Gemini says: Hysterectomy and oophorectomy (removal of the ovaries) frequently appear on lists of over-performed medical procedures. For decades, the professional managerial class in medicine treated the uterus and ovaries as disposable once a woman passed her childbearing years. Surgeons often performed prophylactic oophorectomies during routine hysterectomies to “prevent” ovarian cancer, even in patients at low risk. This bureaucratic ritual ignored the vital role ovaries play in endocrine health and bone density long after menopause. Modern evidence suggests this practice often leads to increased risks of heart disease and osteoporosis, yet the momentum of the surgical intervention persists.
The following list identifies ten procedures where the frequency of the intervention often outweighs the clinical benefit, driven by a mixture of institutional habit, defensive medicine, and the status of the interventionist.

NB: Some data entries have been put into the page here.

//! # 📷 pantilt-photonic — Câmera do suporte
//!
//! Foto, gravação de vídeo e streaming contínuo de frames BGR sobre um
//! dispositivo de captura externo.
//!
//! ## Arquitetura
//!
//! ```text
//! ┌──────────────┐   open_feed    ┌───────────┐  publish  ┌───────────┐
//! │    Camera    │ ─────────────► │ FeedLease │ ────────► │ FrameSlot │ ◄── latest()
//! │ (exclusiva)  │                │ (produtor)│           │ (último)  │
//! └──────┬───────┘                └───────────┘           └───────────┘
//!        │ CaptureDevice
//!        ▼
//!   driver real / SyntheticCamera
//! ```
//!
//! Gravação e streaming nunca usam o dispositivo ao mesmo tempo.
//!
//! ## Exemplo
//!
//! ```no_run
//! use pantilt_photonic::{Camera, FrameStreamer, SyntheticCamera};
//!
//! let camera = Camera::new(SyntheticCamera::new());
//! let mut streamer = FrameStreamer::new(camera);
//! streamer.start(320, 240)?;
//! if let Some(frame) = streamer.latest_frame() {
//!     println!("{}x{}", frame.width, frame.height);
//! }
//! streamer.cleanup()?;
//! # Ok::<(), pantilt_photonic::PhotonicError>(())
//! ```

pub mod camera;
pub mod error;
pub mod stream;
pub mod synthetic;
pub mod types;

pub use camera::{CAPTURE_SETTLE, Camera, CameraMode, CaptureDevice, FeedLease, FrameSource};
pub use error::{PhotonicError, PhotonicResult};
pub use stream::{FrameSlot, FrameStreamer, STREAM_WARMUP, StreamState};
pub use synthetic::{CameraEvent, SyntheticCamera, SyntheticFeed, frame_marker};
pub use types::{CHANNELS, CaptureSettings, Frame};
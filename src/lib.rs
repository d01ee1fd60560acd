//! Perfstat - performance log event statistics reporter
//!
//! This library provides the core pipeline for analyzing a textual
//! performance log: extraction of timed event records from raw lines,
//! aggregation into per-event duration statistics, and rendering of a
//! fixed-width report table.

pub mod cli;
pub mod extractor;
pub mod report;
pub mod stats;
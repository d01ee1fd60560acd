//! Fixed-width tabular report rendering
//!
//! Purely presentational: renders an already-aggregated statistics map as a
//! plain-text table. Rendering never fails and is byte-stable for identical
//! input.

use crate::stats::EventStats;
use std::collections::BTreeMap;

/// Longest event name rendered without truncation
const NAME_MAX: usize = 38;
/// Truncation marker appended to over-long names
const ELLIPSIS: &str = "...";

/// Render the statistics table: one header line, then one row per event in
/// map iteration order. An empty map yields header-only output.
pub fn render(stats: &BTreeMap<String, EventStats>) -> String {
    let mut out = String::new();
    out.push_str(&format!(
        "{:<40} {:>10} {:>10} {:>10} {:>15}\n",
        "Event", "Min", "Max", "Average", "Count"
    ));

    for (name, s) in stats {
        out.push_str(&format!(
            "{:<40} {:>10} {:>10} {:>10} {:>15}\n",
            truncate_name(name),
            s.min_ms,
            s.max_ms,
            round_average(s.avg_ms),
            s.count
        ));
    }

    out
}

/// Write the rendered report to stdout
pub fn print(stats: &BTreeMap<String, EventStats>) {
    print!("{}", render(stats));
}

/// Round the average for display; ties round away from zero
fn round_average(avg_ms: f64) -> u64 {
    avg_ms.round() as u64
}

/// Truncate a name longer than 38 characters to its first 35 characters
/// plus `...`, so the rendered field never exceeds 38 characters
fn truncate_name(name: &str) -> String {
    if name.chars().count() <= NAME_MAX {
        name.to_string()
    } else {
        let head: String = name.chars().take(NAME_MAX - ELLIPSIS.len()).collect();
        format!("{head}{ELLIPSIS}")
    }
}
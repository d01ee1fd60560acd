//! Per-event duration statistics
//!
//! Groups extracted event records by exact name and summarizes each group
//! as min/max/average/count.

use crate::extractor::EventRecord;
use std::collections::BTreeMap;

/// Aggregate statistics for all records sharing one event name
#[derive(Debug, Clone, PartialEq)]
pub struct EventStats {
    /// Shortest observed duration (milliseconds)
    pub min_ms: u64,
    /// Longest observed duration (milliseconds)
    pub max_ms: u64,
    /// Arithmetic mean of the durations
    pub avg_ms: f64,
    /// Number of records in the group, always positive
    pub count: u64,
}

/// Group records by name and compute per-name statistics.
///
/// The result maps each distinct name to its statistics, sorted by name so
/// that downstream rendering is deterministic. Grouping is case-sensitive.
/// The mean is summed in input order for reproducibility. Empty input
/// yields an empty map.
pub fn aggregate(records: &[EventRecord]) -> BTreeMap<String, EventStats> {
    let mut groups: BTreeMap<String, Vec<u64>> = BTreeMap::new();
    for record in records {
        groups
            .entry(record.name.clone())
            .or_default()
            .push(record.duration_ms);
    }

    groups
        .into_iter()
        .map(|(name, durations)| {
            let mut min_ms = u64::MAX;
            let mut max_ms = 0;
            let mut sum = 0.0;
            for &duration in &durations {
                min_ms = min_ms.min(duration);
                max_ms = max_ms.max(duration);
                sum += duration as f64;
            }
            let count = durations.len() as u64;
            let stats = EventStats {
                min_ms,
                max_ms,
                avg_ms: sum / count as f64,
                count,
            };
            (name, stats)
        })
        .collect()
}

Knee Arthroscopy for Osteoarthritis
Surgeons often perform “clean-up” surgeries on aging knees to repair torn meniscuses or smooth out cartilage. Multiple large-scale studies show that this procedure offers no more pain relief than physical therapy or even “sham” surgeries. It remains a high-volume ritual because it provides a quick, billable event for the clinic.
Spinal Fusion for Non-Specific Back Pain
While necessary for fractures or severe deformities, spinal fusion is frequently used to treat general “wear and tear” back pain. The failure rate is high, and the procedure often leads to “adjacent segment disease,” where the vertebrae above and below the fusion begin to fail. Physical therapy and lifestyle changes often produce better long-term outcomes without the risks of major surgery.
Hysterectomy for Benign Conditions
The United States has one of the highest rates of hysterectomy in the developed world. Many are performed for fibroids or heavy bleeding that could be managed with less invasive treatments like uterine artery embolization or hormonal therapy. The surgery remains a standard “default” in many hospital systems.
Prophylactic Oophorectomy
As noted, the removal of healthy ovaries during a hysterectomy was a standard surgical “add-on” for years. This intervention often causes a surgical menopause that is far more disruptive than the natural transition, yet it was sold as a “preventative” measure despite a lack of evidence for most women.
Stenting for Stable Coronary Artery Disease
The ritual of “fixing the plumbing” with a stent is powerful, but for patients with stable chest pain, stents do not reduce the risk of heart attack or death more effectively than aggressive medical management. The “oculostenotic reflex”—the urge for a doctor to fix a narrowing just because they see it—drives thousands of unnecessary procedures.
C-Sections for “Failure to Progress”
While life-saving in emergencies, the C-section rate in many hospitals exceeds 30%. Many are performed for “failure to progress,” a subjective metric often influenced by the hospital’s need for predictable scheduling and the surgeon’s desire to avoid the long, uncertain “noise” of natural labor.
Episiotomy
For much of the 20th century, doctors performed these surgical cuts during childbirth as a matter of routine. Evidence eventually proved they caused more severe tearing and slower recovery than allowing the body to stretch naturally. It was a ritual of “control” that harmed patients for decades.
Tonsillectomy for Frequent Colds
In the mid-20th century, tonsillectomy was a rite of passage for children. While still useful for sleep apnea or chronic, severe strep, it was over-applied to children with normal childhood illnesses. The surgery carries the risks of general anesthesia and post-operative bleeding with minimal benefit for many patients.
Prostatectomy for Low-Risk Cancer
Many prostate cancers are so slow-growing that they would never cause symptoms or death. However, the “war on cancer” narrative often pushes men into radical surgery that results in permanent impotence or incontinence. “Active surveillance” is now the evidence-based gold standard for low-risk cases, yet the surgical impulse remains strong.
Gallbladder Removal for Non-Specific Pain
Patients with general abdominal discomfort often have gallstones discovered on an ultrasound. Surgeons frequently remove the gallbladder even if the stones are “silent” and not the cause of the pain. Post-surgery, many patients find their original pain persists, meaning the organ was sacrificed to satisfy a bureaucratic diagnosis.
These rituals persist because the Professional Managerial Class rewards the act of “doing” over the act of “watching.” An empty surgical theater is a loss of status and revenue; a patient in physical therapy is a patient “outside” the managed system.